Catherine palpó el anillo que llevaba en el dedo. Sería el segundo regalo que él le hacía desde que se habían casado. ¡Todo un acontecimiento, una gran alegría! Por muy horrible que fuera esa ciudad, se trataba de un viaje al lado de Elias que siempre le agradaría recordar. ¡Cómo la había acariciado en Tur Langton, la había besado y había bromeado con ella al salir de Braybrooke, cuando se desprendieron de la lobreguez de aquel lugar como de una costra seca! Él lo negaría, pero era evidente que le sentaba bien no estar encerrado en el taller durante unos días.
Su mirada se posó en un cisne blanco pintado en uno de los soportales. ¿Qué tenía que ver la lana con un cisne? ¿Quería expresar el comerciante que su mercancía era tan perfecta como el plumaje de un ave?
Frente a ella, la torre de la iglesia se elevaba hacia el cielo. Su sombra caía sobre la plaza del mercado, una franja de noche en la que la gente se sumergía al pasar y de la que se liberaba al aparecer por el otro lado. ¿Cómo cabía todo el pueblo en la iglesia? Por supuesto que era muy grande, pero la plaza estaba tan abarrotada que se necesitarían tres iglesias como aquélla para que todos pudieran asistir a misa.
¿Qué le compraría Elias? Se propuso a sí misma alegrarse con cualquier cosa que le trajese, y no sentirse decepcionada aunque sólo se tratase de un pastel de miel. En cualquier caso, sería una prueba de su amor. Eran compañeros, se necesitaban mutuamente, y ambos lo sabían.
Pero, ¿por qué no volvía? Aun cuando hubiera ido hasta el otro extremo de la plaza, hubiera negociado un rato y luego se hubiera abierto paso de vuelta entre la multitud, hacía tiempo que debía haber regresado. Empezó a preocuparse. No seas infantil, se dijo a sí misma. En cualquier momento se acercaría a ella con una picara sonrisa y le entregaría algo que a ella le haría mucha ilusión.
La sombra de la iglesia fue avanzando.
Vio llegar a un mozo joven para llevarse a Warin.
¿Se equivocaba o empezaban a apagarse los gritos de los mercaderes? ¿Estaba empezando a oscurecer? ¿Había menos gente? La sombra de la torre de la iglesia rozaba ya las casas que rodeaban la plaza del mercado.
Algo le tenía que haber ocurrido a Elias. Él no la haría esperar tanto tiempo. ¿Quizá se había encontrado con alguien a quien se le habían roto los anteojos y estaba negociando con él el precio de la reparación? Pero eso no duraba horas.
Agarró los estuches de las herramientas y la caja de las lentes. Casi sin fuerzas, cargó también con las bolsas de provisiones, y fue tambaleándose de un puesto a otro. Por fin encontró a un platero.
—Disculpa —le dijo—. ¿Te ha comprado algo un hombre de pelo blanco en las últimas horas?
—Lo siento, pero no.
—Tiene los labios finos y rostro inteligente. Habla con acento de Londres, ya sabes. ¿Estás seguro de que no lo has visto?
El orfebre sacudió la cabeza.
—No ha estado aquí.
El cielo se tornó rojizo sobre los tejados. Los comerciantes desmontaron sus puestos, mientras llegaban los carros tirados por asnos para retirar las mercancías no vendidas y las mesas.

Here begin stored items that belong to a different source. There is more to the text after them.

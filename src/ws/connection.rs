// Copyright (c) the spacetimedb-client authors 2025
// This file is licensed under the MIT, see license.md file

use std::{
	sync::{
		Arc,
		atomic::{AtomicBool, Ordering},
	},
	time::Duration,
};

use futures_util::{
	SinkExt, StreamExt,
	stream::{SplitSink, SplitStream},
};
use serde::Serialize;
use serde_json::Value;
use tokio::{net::TcpStream, sync::Mutex};
use tokio_tungstenite::{
	MaybeTlsStream, WebSocketStream, connect_async, tungstenite::Message,
};
use tracing::{debug, info, warn};

use crate::{
	client::Client,
	error::{ClientError, Result},
};

/// Bound on how long the socket handshake may take.
const HANDSHAKE_TIMEOUT: Duration = Duration::from_secs(45);

type WsSink = SplitSink<WebSocketStream<MaybeTlsStream<TcpStream>>, Message>;
type WsStream = SplitStream<WebSocketStream<MaybeTlsStream<TcpStream>>>;

/// A live socket connection to one database.
///
/// Handles are cheap to clone; every clone refers to the same
/// underlying socket. The owning [`Client`] keeps one clone in its
/// connection slot, so closing the session closes the connection.
///
/// The writer half is serialized internally, so concurrent `send`
/// calls from multiple tasks are safe; a blocked
/// [`receive`](Connection::receive) never blocks a send.
#[derive(Clone)]
pub struct Connection {
	inner: Arc<ConnectionInner>,
}

struct ConnectionInner {
	database: String,
	writer: Mutex<WsSink>,
	reader: Mutex<WsStream>,
	open: AtomicBool,
}

impl std::fmt::Debug for Connection {
	fn fmt(&self, f: &mut std::fmt::Formatter<'_>) -> std::fmt::Result {
		f.debug_struct("Connection")
			.field("database", &self.inner.database)
			.field("open", &self.is_open())
			.finish_non_exhaustive()
	}
}

impl Connection {
	fn new(database: String, writer: WsSink, reader: WsStream) -> Self {
		Self {
			inner: Arc::new(ConnectionInner {
				database,
				writer: Mutex::new(writer),
				reader: Mutex::new(reader),
				open: AtomicBool::new(true),
			}),
		}
	}

	/// The database address this connection is bound to.
	pub fn database(&self) -> &str {
		&self.inner.database
	}

	/// Whether the connection is still open.
	pub fn is_open(&self) -> bool {
		self.inner.open.load(Ordering::Acquire)
	}

	/// Send one message as a JSON text frame.
	pub async fn send<T: Serialize + ?Sized>(
		&self,
		message: &T,
	) -> Result<()> {
		if !self.is_open() {
			return Err(ClientError::NotConnected);
		}

		let text = serde_json::to_string(message)
			.map_err(ClientError::Encode)?;

		let mut writer = self.inner.writer.lock().await;
		writer.send(Message::Text(text.into()))
			.await
			.map_err(|e| ClientError::Transport(e.to_string()))
	}

	/// Receive the next message, waiting until one full JSON frame is
	/// available.
	///
	/// Control frames are answered by the transport and skipped here.
	/// Nothing is buffered beyond what the transport itself queues;
	/// callers needing a deadline impose one externally.
	pub async fn receive(&self) -> Result<Value> {
		if !self.is_open() {
			return Err(ClientError::NotConnected);
		}

		let mut reader = self.inner.reader.lock().await;
		loop {
			match reader.next().await {
				Some(Ok(Message::Text(text))) => {
					return serde_json::from_str(&text)
						.map_err(ClientError::Decode);
				}
				Some(Ok(Message::Binary(data))) => {
					return serde_json::from_slice(&data)
						.map_err(ClientError::Decode);
				}
				Some(Ok(Message::Close(_))) => {
					self.mark_closed();
					return Err(ClientError::Transport(
						"connection closed by server"
							.to_string(),
					));
				}
				Some(Ok(_)) => continue,
				Some(Err(e)) => {
					self.mark_closed();
					return Err(ClientError::Transport(
						e.to_string(),
					));
				}
				None => {
					self.mark_closed();
					return Err(ClientError::Transport(
						"connection closed".to_string(),
					));
				}
			}
		}
	}

	/// Close the connection. Idempotent; send and receive fail with
	/// [`ClientError::NotConnected`] afterwards.
	pub async fn close(&self) -> Result<()> {
		if self.inner.open.swap(false, Ordering::AcqRel) {
			let mut writer = self.inner.writer.lock().await;
			writer.send(Message::Close(None)).await.map_err(|e| {
				ClientError::Close(e.to_string())
			})?;
			debug!(database = %self.inner.database, "connection closed");
		}
		Ok(())
	}

	fn mark_closed(&self) {
		self.inner.open.store(false, Ordering::Release);
	}
}

impl Client {
	/// Open a persistent connection to a database.
	///
	/// Requires a token; the handshake carries it as a query
	/// parameter on the scheme-swapped variant of the base endpoint.
	/// Any connection previously held by this session is closed
	/// before the new one is installed, so the old socket is not
	/// leaked.
	pub async fn connect(&self, address: &str) -> Result<Connection> {
		let token = self.require_token()?;

		if self.is_closed() {
			return Err(ClientError::Connection(
				"session is closed".to_string(),
			));
		}

		let mut target = self.endpoint(&format!(
			"/v1/database/{address}/subscribe"
		))?;
		let scheme = match self.base_url.scheme() {
			"https" | "wss" => "wss",
			_ => "ws",
		};
		target.set_scheme(scheme).map_err(|()| {
			ClientError::Connection(format!(
				"cannot derive a socket scheme from {:?}",
				self.base_url.scheme()
			))
		})?;
		target.query_pairs_mut().append_pair("token", token);

		debug!(url = %target, "connecting");
		let (stream, _) = tokio::time::timeout(
			HANDSHAKE_TIMEOUT,
			connect_async(target.as_str()),
		)
		.await
		.map_err(|_| {
			ClientError::Connection("handshake timed out".to_string())
		})?
		.map_err(|e| ClientError::Connection(e.to_string()))?;

		let (writer, reader) = stream.split();
		let connection =
			Connection::new(address.to_string(), writer, reader);

		// Swap into the session slot, tearing down any previous
		// connection first.
		let mut slot = self.connection.lock().await;
		if let Some(previous) = slot.take() {
			if let Err(e) = previous.close().await {
				warn!(error = %e, "failed to close replaced connection");
			}
		}
		*slot = Some(connection.clone());

		info!(database = %address, "connected");
		Ok(connection)
	}

	/// Send a message on the session's connection.
	///
	/// Fails with [`ClientError::NotConnected`] when no connection
	/// has been opened or the session is closed.
	pub async fn send<T: Serialize + ?Sized>(
		&self,
		message: &T,
	) -> Result<()> {
		let connection = self
			.connection
			.lock()
			.await
			.clone()
			.ok_or(ClientError::NotConnected)?;
		connection.send(message).await
	}

	/// Receive the next message from the session's connection.
	pub async fn receive(&self) -> Result<Value> {
		let connection = self
			.connection
			.lock()
			.await
			.clone()
			.ok_or(ClientError::NotConnected)?;
		connection.receive().await
	}
}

Sintió como si una mano fría oprimiese su corazón. Dejó caer las bolsas de provisiones. Fue preguntando uno a uno. Nadie recordaba haber visto a Elias.
El cielo se volvió azul oscuro. Se levantó viento. Catherine se estremeció al oír el toque vespertino. Las campanas resonaron en toda la plaza con un agudo silbido y un sordo tronar. Una y otra vez. Catherine comprendió entonces que su vida estaba a punto de derrumbarse.